Monday, February 16, 2015

Five Out of the Seven Life-Cycle Documents and a Few Notes



Team. We have made progress on five of seven of the life-cycle document drafts. The first three which were posted on Google Drive at the end of January have been revised. They had a few spelling and grammatical errors plus word misuses.

There three new links for the Executive Summary, Feature Specification, and Requirements Analysis Document. The old versions of these files are still available at the links given when they were created. Each document is less than 15 minutes of reading.

These documents can be found at the following links:

Executive Summary

Feature Specification

Requirements Analysis Document

System Requirements Specification

Abstract Architecture Document

OpenOffice 4.0

These documents have been checked with the OpenOffice 4.0 Spellchecker. For an open-source office productivity product that is reasonably reliable visit:


Multi-dimensional Partitioning of Concerns

When you look at the structure of the numbering scheme (stage_letter feature#.requirement#.specification#.architecture#...), you will see that numbers expand in a network-fashion that resembles a tree as a result of iterative refinement. But when we take a step upward in our level of abstraction during the high-level architectural design, you will see a number of repeated architectural design items associated with differing specification items. The network will expand again with the detailed design items.

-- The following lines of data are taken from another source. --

//! Manifest description schema.
//!
//! This module defines the on-disk shape of a generated route manifest.
//! All types derive Serde traits for deserialization from TOML or JSON.

use std::collections::BTreeMap;

use serde::{Deserialize, Serialize};

use crate::loader::LoadPolicy;

/// Root description of one built application.
#[derive(Debug, Clone, Deserialize, Serialize)]
#[serde(default)]
pub struct ManifestConfig {
    /// Directory the bundler wrote application assets into.
    pub app_dir: String,

    /// URL path prefix for application assets.
    pub app_path: String,

    /// Base path the application is mounted under ("" for the root).
    pub base: String,

    /// Static files shipped as-is.
    pub assets: Vec<String>,

    /// Paths rendered at build time.
    pub prerendered: Vec<String>,

    /// File extension (".png" or "png") to MIME type.
    pub mime_types: BTreeMap<String, String>,

    /// Client bundle description.
    pub client: ClientConfig,

    /// How overlapping first loads of the same node are handled.
    pub load_policy: LoadPolicy,

    /// Layout/page modules, addressed by position.
    pub nodes: Vec<NodeConfig>,

    /// Route table in declaration order.
    pub routes: Vec<RouteConfig>,

    /// Parameter matchers by name, each a regular expression the whole
    /// parameter value must match.
    pub matchers: BTreeMap<String, String>,

    /// Server-rendered asset file name to size in bytes.
    pub server_assets: BTreeMap<String, u64>,
}

impl Default for ManifestConfig {
    fn default() -> Self {
        Self {
            app_dir: "_app".to_string(),
            app_path: "_app".to_string(),
            base: String::new(),
            assets: Vec::new(),
            prerendered: Vec::new(),
            mime_types: BTreeMap::new(),
            client: ClientConfig::default(),
            load_policy: LoadPolicy::default(),
            nodes: Vec::new(),
            routes: Vec::new(),
            matchers: BTreeMap::new(),
            server_assets: BTreeMap::new(),
        }
    }
}

/// Client bundle description.
#[derive(Debug, Clone, Default, PartialEq, Eq, Deserialize, Serialize)]
#[serde(default)]
pub struct ClientConfig {
    /// Entry module that boots the client runtime.
    pub start: String,

    /// Entry module holding the application itself.
    pub app: String,

    /// Every module fetched to boot the client, in load order.
    pub imports: Vec<String>,

    pub stylesheets: Vec<String>,

    pub fonts: Vec<String>,

    /// Whether dynamically injected public environment variables are used.
    pub uses_env_dynamic_public: bool,
}

/// One lazily loaded layout or page module.
#[derive(Debug, Clone, PartialEq, Eq, Deserialize, Serialize)]
pub struct NodeConfig {
    /// Module file, relative to the manifest directory.
    pub file: String,

    /// Named export the module resolves to, if not the module itself.
    #[serde(default, skip_serializing_if = "Option::is_none")]
    pub export: Option<String>,
}

/// Route descriptor as written by the build step.
#[derive(Debug, Clone, Deserialize, Serialize)]
pub struct RouteConfig {
    /// Path template, unique within the table (e.g. "/blog/[slug]").
    pub id: String,

    /// Compiled pattern. Derived from `id` when absent.
    #[serde(default, skip_serializing_if = "Option::is_none")]
    pub pattern: Option<String>,

    /// Parameter bindings. Derived from `id` when absent.
    #[serde(default, skip_serializing_if = "Option::is_none")]
    pub params: Option<Vec<RouteParam>>,

    /// Modules rendering this route.
    pub page: PageComposition,

    /// Server-side endpoint reference; absent for client-rendered routes.
    #[serde(default, skip_serializing_if = "Option::is_none")]
    pub endpoint: Option<String>,
}

impl RouteConfig {
    /// A route whose pattern and params are derived from its id.
    pub fn new(id: impl Into<String>, page: PageComposition) -> Self {
        Self {
            id: id.into(),
            pattern: None,
            params: None,
            page,
            endpoint: None,
        }
    }
}

/// A named parameter binding.
#[derive(Debug, Clone, Default, PartialEq, Eq, Deserialize, Serialize)]
pub struct RouteParam {
    pub name: String,

    /// Name of the matcher the value must satisfy.
    #[serde(default, skip_serializing_if = "Option::is_none")]
    pub matcher: Option<String>,

    /// May be absent from the path.
    #[serde(default)]
    pub optional: bool,

    /// Catch-all: captures zero or more remaining segments.
    #[serde(default)]
    pub rest: bool,

    /// Captured text may span several segments.
    #[serde(default)]
    pub chained: bool,
}

/// Layout chain, error boundaries and leaf for one route.
///
/// `layouts[i]` and `errors[i]` describe the same depth, outermost first.
/// Empty slots are written as `-1` (or `null` in JSON).
#[derive(Debug, Clone, Default, PartialEq, Eq, Deserialize, Serialize)]
pub struct PageComposition {
    #[serde(default, with = "slots")]
    pub layouts: Vec<Option<usize>>,

    #[serde(default, with = "slots")]
    pub errors: Vec<Option<usize>>,

    pub leaf: usize,
}

impl PageComposition {
    /// Every node index this page references, with the slot it occupies.
    pub fn references(&self) -> impl Iterator<Item = (NodeSlot, usize)> + '_ {
        let layouts = self
            .layouts
            .iter()
            .enumerate()
            .filter_map(|(depth, slot)| slot.map(|index| (NodeSlot::Layout(depth), index)));
        let errors = self
            .errors
            .iter()
            .enumerate()
            .filter_map(|(depth, slot)| slot.map(|index| (NodeSlot::Error(depth), index)));
        layouts
            .chain(errors)
            .chain(std::iter::once((NodeSlot::Leaf, self.leaf)))
    }
}

/// Position of a node reference within a page composition.
#[derive(Debug, Clone, Copy, PartialEq, Eq)]
pub enum NodeSlot {
    Layout(usize),
    Error(usize),
    Leaf,
}

impl std::fmt::Display for NodeSlot {
    fn fmt(&self, f: &mut std::fmt::Formatter<'_>) -> std::fmt::Result {
        match self {
            NodeSlot::Layout(depth) => write!(f, "layouts[{}]", depth),
            NodeSlot::Error(depth) => write!(f, "errors[{}]", depth),
            NodeSlot::Leaf => write!(f, "leaf"),
        }
    }
}

mod slots {
    use serde::de::Error;
    use serde::{Deserialize, Deserializer, Serializer};

    /// Marker for an empty slot where the format has no null.
    const EMPTY: i64 = -1;

    pub fn serialize<S: Serializer>(
        slots: &[Option<usize>],
        serializer: S,
    ) -> Result<S::Ok, S::Error> {
        serializer.collect_seq(slots.iter().map(|slot| slot.map_or(EMPTY, |index| index as i64)))
    }

    pub fn deserialize<'de, D: Deserializer<'de>>(
        deserializer: D,
    ) -> Result<Vec<Option<usize>>, D::Error> {
        Vec::<Option<i64>>::deserialize(deserializer)?
            .into_iter()
            .map(|slot| match slot {
                None | Some(EMPTY) => Ok(None),
                Some(index) => usize::try_from(index).map(Some).map_err(|_| {
                    D::Error::custom(format!(
                        "invalid node index {}; use -1 or null for an empty slot",
                        index
                    ))
                }),
            })
            .collect()
    }
}

#[cfg(test)]
mod tests {
    use super::*;

    #[test]
    fn test_page_slots_from_json() {
        let page: PageComposition =
            serde_json::from_str(r#"{"layouts":[0,null],"errors":[1,null],"leaf":2}"#).unwrap();
        assert_eq!(page.layouts, vec![Some(0), None]);
        assert_eq!(page.errors, vec![Some(1), None]);
        assert_eq!(page.leaf, 2);
    }

    #[test]
    fn test_page_slots_from_toml() {
        let page: PageComposition = toml::from_str("layouts = [0, -1]\nleaf = 3\n").unwrap();
        assert_eq!(page.layouts, vec![Some(0), None]);
        assert!(page.errors.is_empty());
    }

    #[test]
    fn test_page_slots_reject_other_negatives() {
        let err = toml::from_str::<PageComposition>("layouts = [-7]\nleaf = 1\n").unwrap_err();
        assert!(err.to_string().contains("invalid node index -7"));

        let err =
            serde_json::from_str::<PageComposition>(r#"{"errors":[-3],"leaf":1}"#).unwrap_err();
        assert!(err.to_string().contains("invalid node index -3"));
    }

    #[test]
    fn test_page_references() {
        let page = PageComposition {
            layouts: vec![Some(0), None],
            errors: vec![Some(1)],
            leaf: 2,
        };
        let refs: Vec<_> = page.references().collect();
        assert_eq!(
            refs,
            vec![(NodeSlot::Layout(0), 0), (NodeSlot::Error(0), 1), (NodeSlot::Leaf, 2)]
        );
    }

    #[test]
    fn test_defaults() {
        let config: ManifestConfig = toml::from_str("").unwrap();
        assert_eq!(config.app_dir, "_app");
        assert_eq!(config.load_policy, LoadPolicy::Coalesce);
        assert!(config.routes.is_empty());
    }
}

We are designing a component for a specific architecture. So, we made our architectural design decisions early; they are mentioned in the Executive Summary. This is not always the recommended practice, but it makes development easier. If our product was not for a specific architecture, we would choose a prototypical high-level design before proceeding. This is necessary since the architectural decision is another chicken and egg problem in software engineering. One only can optimize requirements decisions if one knows the high level design for which he is developing.

Subversion (Source Code Repository)

Currently, the source resides in a local repository. That library will be migrating and placed at http://java.net. It might take a couple of weeks. We are working on mirroring the local SVN repository,


https://svn.java.net/svn/caboose~caboose-code

,online. There are three NetBeans Projects in the repository : CABOOSE, JAXWSHello, and JAXRSHello.

Testing CABOOSE

JAXWSHello and JAXRSHello must be deployed and running before one can populate their replacement tiles on the "landing" web-page. Also, a Derby database resource must be created with the name caboose and a single table named CABOOSE with a pair of fields, ID which is an integer and MESSAGE which is a variable length character field. It should contain only one record with an ID of 100 and a MESSAGE of "HIBERNATE Connectivity Established!" The username and password for the resource should be "root" and "root", respectively. Also, one should remove the comments from the directory.xml tile elements for Hibernate, JAX-RS, and JAX-WS connectivity one at a time.

This is all for now. Happy Coding. La-La.